Start of Material provided

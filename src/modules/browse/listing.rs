use super::cards::TitleCard;
use crate::modules::catalog::domain::{Category, Genre, TitleSummary};
use crate::modules::catalog::CatalogService;
use crate::modules::favorites::{FavoriteItem, FavoritesState};
use crate::shared::application::{LoadState, RequestGuard};
use crate::{log_debug, log_warn};
use serde::Serialize;
use std::future::Future;
use std::sync::Arc;
use tokio::sync::RwLock;

/// What the listing is currently showing
#[derive(Debug, Clone, PartialEq, Eq, Serialize)]
#[serde(tag = "kind", content = "value", rename_all = "camelCase")]
pub enum ListingSource {
    Category(Category),
    Search(String),
    Genre(u32),
}

#[derive(Debug, Clone, PartialEq, Default, Serialize)]
#[serde(rename_all = "camelCase")]
pub struct ListingState {
    pub source: Option<ListingSource>,
    pub titles: LoadState<Vec<TitleSummary>>,
}

/// Screen state behind the category rows, the search results and the genre
/// filter. One request generation covers all three, so whichever the user
/// asked for last wins.
pub struct ListingScreen {
    catalog: Arc<CatalogService>,
    favorites: Arc<FavoritesState>,
    guard: RequestGuard,
    state: RwLock<ListingState>,
    genres: RwLock<LoadState<Vec<Genre>>>,
}

impl ListingScreen {
    pub fn new(catalog: Arc<CatalogService>, favorites: Arc<FavoritesState>) -> Self {
        Self {
            catalog,
            favorites,
            guard: RequestGuard::new(),
            state: RwLock::new(ListingState::default()),
            genres: RwLock::new(LoadState::Idle),
        }
    }

    /// Returns false when a newer request superseded this one
    pub async fn show_category(&self, category: Category) -> bool {
        self.load(
            ListingSource::Category(category),
            self.catalog.list_by_category(category),
        )
        .await
    }

    pub async fn search(&self, keyword: &str) -> bool {
        self.load(
            ListingSource::Search(keyword.trim().to_string()),
            self.catalog.search(keyword),
        )
        .await
    }

    pub async fn filter_by_genre(&self, genre_id: u32) -> bool {
        self.load(
            ListingSource::Genre(genre_id),
            self.catalog.list_by_genre(genre_id),
        )
        .await
    }

    async fn load<F>(&self, source: ListingSource, fetch: F) -> bool
    where
        F: Future<Output = Vec<TitleSummary>>,
    {
        let ticket = self.guard.begin();
        {
            let mut state = self.state.write().await;
            state.source = Some(source.clone());
            state.titles = LoadState::Loading;
        }

        let titles = fetch.await;

        let mut state = self.state.write().await;
        if !self.guard.is_current(ticket) {
            log_debug!("Listing: dropping stale response for {:?}", source);
            return false;
        }
        state.titles = LoadState::from_items(titles);
        true
    }

    pub async fn state(&self) -> ListingState {
        self.state.read().await.clone()
    }

    /// Loaded titles as cards, with favorite flags from the shared owner
    pub async fn cards(&self) -> LoadState<Vec<TitleCard>> {
        let favorites = self.favorites.snapshot();
        match &self.state.read().await.titles {
            LoadState::Idle => LoadState::Idle,
            LoadState::Loading => LoadState::Loading,
            LoadState::Empty => LoadState::Empty,
            LoadState::Loaded(titles) => LoadState::Loaded(TitleCard::from_all(titles, &favorites)),
        }
    }

    /// Toggle a title shown in the current listing. Returns the new
    /// membership, or `None` when the id is not on screen.
    pub async fn toggle_favorite(&self, id: u32) -> Option<bool> {
        let item = {
            let state = self.state.read().await;
            state
                .titles
                .loaded()
                .and_then(|titles| titles.iter().find(|t| t.id == id))
                .map(FavoriteItem::from)
        };

        match item {
            Some(item) => Some(self.favorites.toggle(item)),
            None => {
                log_warn!("Listing: title {} is not on screen, ignoring toggle", id);
                None
            }
        }
    }

    /// Genre names for the search panel; fetched once, refetched after an
    /// empty result
    pub async fn genres(&self) -> LoadState<Vec<Genre>> {
        {
            let genres = self.genres.read().await;
            if genres.loaded().is_some() {
                return genres.clone();
            }
        }

        let mut genres = self.genres.write().await;
        if genres.loaded().is_none() {
            *genres = LoadState::from_items(self.catalog.list_genres().await);
        }
        genres.clone()
    }
}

End of Material provided

**Task item:** Copy the lines from the entries above in which the word "async" appears.

**Exercise output:**
    pub async fn show_category(&self, category: Category) -> bool {
    pub async fn search(&self, keyword: &str) -> bool {
    pub async fn filter_by_genre(&self, genre_id: u32) -> bool {
    async fn load<F>(&self, source: ListingSource, fetch: F) -> bool
    pub async fn state(&self) -> ListingState {
    pub async fn cards(&self) -> LoadState<Vec<TitleCard>> {
    pub async fn toggle_favorite(&self, id: u32) -> Option<bool> {
    pub async fn genres(&self) -> LoadState<Vec<Genre>> {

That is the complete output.